La IIIe Internationale était née en 1919 d’une scission des partis de la IIe Internationale pour créer des partis révolutionnaires. Mais la capacité, dans les pays développés, des partis réformistes de conserver le soutien, au moins passif, de fractions conséquentes de la classe ouvrière, avait conduit à l’échec de la première vague révolutionnaire notamment en Italie et en Allemagne.

Le front unique était une stratégie destinée à convaincre la majorité des travailleurs en les entraînant dans l’action aux côtés des révolutionnaires parce que les révolutionnaires se montreraient dans l’action « la fraction la plus résolue des partis ouvriers » et qu’ils avaient « théoriquement l’intelligence des conditions, de la marche et des fins du mouvement ».

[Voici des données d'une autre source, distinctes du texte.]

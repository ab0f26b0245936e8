//! Integration tests for `S3Gateway` listing against a mock HTTP endpoint.

use wiremock::matchers::{method, path, query_param};
use wiremock::{Mock, MockServer, ResponseTemplate};

use vitrina_images::{BlobStore, ImageError, S3Gateway};

fn test_gateway(endpoint: &str) -> S3Gateway {
    S3Gateway::with_endpoint("venta-garage", "us-east-1", "AKIATEST", "secret", 30, endpoint)
        .expect("gateway construction should not fail")
}

const LISTING: &str = r#"<?xml version="1.0" encoding="UTF-8"?>
<ListBucketResult xmlns="http://s3.amazonaws.com/doc/2006-03-01/">
  <Name>venta-garage</Name>
  <Prefix>tesla/</Prefix>
  <KeyCount>2</KeyCount>
  <Contents><Key>tesla/portada.jpg</Key><Size>1024</Size></Contents>
  <Contents><Key>tesla/b.png</Key><Size>2048</Size></Contents>
</ListBucketResult>"#;

#[tokio::test]
async fn list_objects_sends_signed_request_and_parses_keys() {
    let server = MockServer::start().await;

    // Path-style addressing against the override endpoint, with the
    // ListObjectsV2 and SigV4 query parameters on the request.
    Mock::given(method("GET"))
        .and(path("/venta-garage/"))
        .and(query_param("list-type", "2"))
        .and(query_param("prefix", "tesla/"))
        .and(query_param("X-Amz-Algorithm", "AWS4-HMAC-SHA256"))
        .and(query_param("X-Amz-SignedHeaders", "host"))
        .respond_with(ResponseTemplate::new(200).set_body_string(LISTING))
        .mount(&server)
        .await;

    let keys = test_gateway(&server.uri())
        .list_objects("tesla/")
        .await
        .expect("listing should succeed");

    assert_eq!(keys, vec!["tesla/portada.jpg", "tesla/b.png"]);
}

#[tokio::test]
async fn list_objects_surfaces_non_success_status() {
    let server = MockServer::start().await;

    Mock::given(method("GET"))
        .and(path("/venta-garage/"))
        .respond_with(ResponseTemplate::new(403))
        .mount(&server)
        .await;

    let result = test_gateway(&server.uri()).list_objects("tesla/").await;

    match result {
        Err(ImageError::UnexpectedStatus { status, .. }) => assert_eq!(status, 403),
        other => panic!("expected UnexpectedStatus, got {other:?}"),
    }
}

#[tokio::test]
async fn list_objects_rejects_malformed_xml() {
    let server = MockServer::start().await;

    Mock::given(method("GET"))
        .and(path("/venta-garage/"))
        .respond_with(
            ResponseTemplate::new(200)
                .set_body_string("<ListBucketResult><Contents><Key>a</Wrong></Contents>"),
        )
        .mount(&server)
        .await;

    let result = test_gateway(&server.uri()).list_objects("tesla/").await;

    assert!(matches!(result, Err(ImageError::Xml { .. })));
}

Cette stratégie a été élaborée dans une situation historique particulière dont les caractéristiques peuvent être résumées succinctement ainsi : un mouvement ouvrier organisé puissant (malgré la guerre), une culture marxiste dominante au sein de la gauche, des partis réformistes et révolutionnaires forts se disputant la direction du mouvement ouvrier.

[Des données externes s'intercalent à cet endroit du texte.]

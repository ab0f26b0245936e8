use std::net::SocketAddr;

#[derive(Debug, Clone, PartialEq, Eq)]
pub enum Environment {
    Development,
    Test,
    Production,
}

impl std::fmt::Display for Environment {
    fn fmt(&self, f: &mut std::fmt::Formatter<'_>) -> std::fmt::Result {
        match self {
            Environment::Development => write!(f, "development"),
            Environment::Test => write!(f, "test"),
            Environment::Production => write!(f, "production"),
        }
    }
}

#[derive(Clone)]
pub struct AppConfig {
    pub env: Environment,
    pub bind_addr: SocketAddr,
    pub log_level: String,

    pub supabase_url: String,
    pub supabase_anon_key: String,
    /// Service-role key for writes during sync. Optional: the read-only
    /// storefront runs without it.
    pub supabase_service_key: Option<String>,

    pub airtable_api_key: Option<String>,
    pub airtable_base_id: Option<String>,
    pub airtable_table_name: String,

    pub aws_access_key_id: String,
    pub aws_secret_access_key: String,
    pub s3_bucket_name: String,
    pub s3_region: String,

    /// Lifetime of presigned image URLs, in seconds.
    pub url_expiration_secs: u64,
    /// Cache TTL is `url_expiration_secs` minus this margin, so a cached
    /// URL is never served past the point the blob store would reject it.
    pub cache_safety_margin_secs: u64,
    pub request_timeout_secs: u64,
    pub placeholder_path: String,
}

impl AppConfig {
    /// Returns `true` if Airtable credentials are configured, i.e. the
    /// Airtable→Supabase sync can run.
    #[must_use]
    pub fn sync_configured(&self) -> bool {
        self.airtable_api_key.is_some()
            && self.airtable_base_id.is_some()
            && self.supabase_service_key.is_some()
    }

    /// The URL cache TTL derived from the presign expiry and safety margin,
    /// clamped to at least one minute.
    #[must_use]
    pub fn cache_ttl_secs(&self) -> u64 {
        self.url_expiration_secs
            .saturating_sub(self.cache_safety_margin_secs)
            .max(60)
    }
}

impl std::fmt::Debug for AppConfig {
    fn fmt(&self, f: &mut std::fmt::Formatter<'_>) -> std::fmt::Result {
        f.debug_struct("AppConfig")
            .field("env", &self.env)
            .field("bind_addr", &self.bind_addr)
            .field("log_level", &self.log_level)
            .field("supabase_url", &self.supabase_url)
            .field("supabase_anon_key", &"[redacted]")
            .field(
                "supabase_service_key",
                &self.supabase_service_key.as_ref().map(|_| "[redacted]"),
            )
            .field(
                "airtable_api_key",
                &self.airtable_api_key.as_ref().map(|_| "[redacted]"),
            )
            .field("airtable_base_id", &self.airtable_base_id)
            .field("airtable_table_name", &self.airtable_table_name)
            .field("aws_access_key_id", &"[redacted]")
            .field("aws_secret_access_key", &"[redacted]")
            .field("s3_bucket_name", &self.s3_bucket_name)
            .field("s3_region", &self.s3_region)
            .field("url_expiration_secs", &self.url_expiration_secs)
            .field("cache_safety_margin_secs", &self.cache_safety_margin_secs)
            .field("request_timeout_secs", &self.request_timeout_secs)
            .field("placeholder_path", &self.placeholder_path)
            .finish()
    }
}
mod resolve;
mod sync;

use clap::{Parser, Subcommand};

#[derive(Debug, Parser)]
#[command(name = "vitrina-cli")]
#[command(about = "Vitrina storefront command line interface")]
struct Cli {
    #[command(subcommand)]
    command: Commands,
}

#[derive(Debug, Subcommand)]
enum Commands {
    /// Run one Airtable→Supabase product sync pass and print the report
    Sync,
    /// Resolve an image folder to its presigned URLs
    Resolve {
        /// Image folder URL or prefix, as stored in `imagenes_s3`
        folder: String,
    },
}

#[tokio::main]
async fn main() -> anyhow::Result<()> {
    dotenvy::dotenv().ok();
    tracing_subscriber::fmt::init();

    let cli = Cli::parse();
    let config = vitrina_core::load_app_config_from_env()?;

    match cli.command {
        Commands::Sync => sync::run(&config).await,
        Commands::Resolve { folder } => resolve::run(&config, &folder).await,
    }
}
mod app_config;
mod config;
mod products;

use thiserror::Error;

pub use app_config::{AppConfig, Environment};
pub use config::{load_app_config, load_app_config_from_env};
pub use products::{Product, ProductStatus};

#[derive(Debug, Error)]
pub enum ConfigError {
    #[error("missing required environment variable: {0}")]
    MissingEnvVar(String),

    #[error("invalid value for environment variable {var}: {reason}")]
    InvalidEnvVar { var: String, reason: String },
}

Dans cette situation l’unité d’action de la classe était assurée via l’unité de ses organisations (et en premier lieu des partis). Détacher les travailleurs du réformisme, c’était essentiellement réussir à les détacher du parti réformiste. [4]

Ce que nous décrivons comme une crise d’hégémonie prolongée signifie que la stratégie de front unique se pose aujourd’hui dans des conditions historiques radicalement différentes : un nouveau mouvement ouvrier largement déstructuré et des directions traditionnelles qui n’ont que des liens distendus avec la classe ouvrière. Et cela dans une société où les idées de classe sont seulement en train de retrouver une audience.

Front unique élargi

C’est sur la base du modèle « classique » que Sabado refuse d’aborder le NPA comme cadre de front unique. Parce qu’il raisonne dans le cadre de ce modèle cela l’amène à penser le NPA dans les catégories d’un combat politique où le NPA jouerait le rôle du parti révolutionnaire en lutte contre le parti réformiste.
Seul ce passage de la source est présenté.